The American people have, for decades, been programmed with the belief that government power should not suffer “arbitrary” limits – if a majority (or really, a determined and politically cohesive minority) think something should be done, then it should be doable. But this is just another way of saying that if a determined minority wants something, everyone else should be compelled to provide it. If a strong political coalition wishes to impose some edict upon the rest of the populace, everyone else should be forced to obey. The removal of Constitutional limits to this process – yes, including those “clumsy” legal structures that seem to function as speed bumps – produces a bloody feeding frenzy, not enlightened statesmanship and national unity.
One major reason for the ultimately anarchic nature of “unrestricted” democracy is that the State itself has interests, and in the absence of rigid Constitutional controls, it’s not difficult for it to cobble together agreeable coalitions of voters to press those interests upon everyone else. Virtually no one outside of Washington really wanted ObamaCare, for example. It was created by politicians with an appetite for power, and they secured just enough political clout to impose it on the rest of us, and protect it through an election that was also preoccupied with countless other issues. The sort of unrestrained utopia envisioned by the liberal fascisti is populated by groups of citizens who dream up great ideas, then petition the government to make them happen. In reality, the exact opposite is what generally occurs: political elites have ideas, which they enlist targeted groups of citizens to promote, and they don’t usually need 51 percent popular support to make them happen.
Another reason for the importance of Constitutional order – and one of the reasons we’re suffering so much from our lack of fidelity to it – is the driving principle behind “progressivism.” Progressives believe each new usurpation of individual liberty is permanent; the growth of the State can never be reversed. Each new appendage of the State quickly accumulates a large body of dependents who will act aggressively to protect it. Thus far, history has proven the progressives generally correct… in the process making a powerful case for the Constitutional order we’ve lost, but may someday regain. Because the Constitution provides the ultimate protection for the rights of future generations. It should be extremely difficult to create programs that tomorrow’s children will never have a realistic chance of voting against. It should be hard to take steps that can never be retraced, or to implement “solutions” that can never be neutralized, even when they collapse into intractable problems.

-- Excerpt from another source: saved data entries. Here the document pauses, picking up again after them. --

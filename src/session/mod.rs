//! 경기별 임시 세션 상태
//!
//! 세션 타입은 전송 계층을 모른다. 모든 변경 연산은 상대 연결로 보낼
//! [`Delivery`] 목록을 돌려주고, 실제 전송은 락을 놓은 뒤 호출 측이 한다.

pub mod broadcast;
pub mod bus;
pub mod draft;

pub use broadcast::{BroadcastSession, SegmentTarget};
pub use draft::DraftSession;

use crate::protocol::ServerMessage;
use std::time::{SystemTime, UNIX_EPOCH};

/// 연결 식별자 (전송 계층이 발급)
pub type ConnId = String;

/// 경기 식별자 (외부 경기 기록의 키)
pub type MatchId = String;

/// 한 연결로 보낼 메시지
#[derive(Debug, Clone, PartialEq)]
pub struct Delivery {
    pub to: ConnId,
    pub message: ServerMessage,
}

impl Delivery {
    pub fn new(to: impl Into<ConnId>, message: ServerMessage) -> Self {
        Self {
            to: to.into(),
            message,
        }
    }
}

/// 같은 메시지를 여러 연결에 복제
pub fn fan_out<'a>(
    recipients: impl IntoIterator<Item = &'a ConnId>,
    message: &ServerMessage,
) -> Vec<Delivery> {
    recipients
        .into_iter()
        .map(|to| Delivery::new(to.clone(), message.clone()))
        .collect()
}

pub(crate) fn unix_millis() -> u64 {
    SystemTime::now()
        .duration_since(UNIX_EPOCH)
        .map(|d| d.as_millis() as u64)
        .unwrap_or_default()
}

The parts of Seidman’s argument that make sense are the scary parts, because they remind us how close to an “enlightened dictatorship” we have already come. The Constitution is not rigid and inflexible – it includes a mechanism for amendment. Accumulating the political capital to make such amendments should be difficult. But we already suffer beneath many disastrous errors that were imposed upon us without regard for the proper use of that mechanism. We should have long ago been firmer on insisting that Big Ideas incompatible with the checks, balances, and protections of the American system should be revised, rather than seeking to short-circuit the system. Those who prefer life under a benevolent dictatorship have plenty of other citizenship options to choose from. Warning: once you have relocated to such a nation, you will probably find further relocation options extremely limited.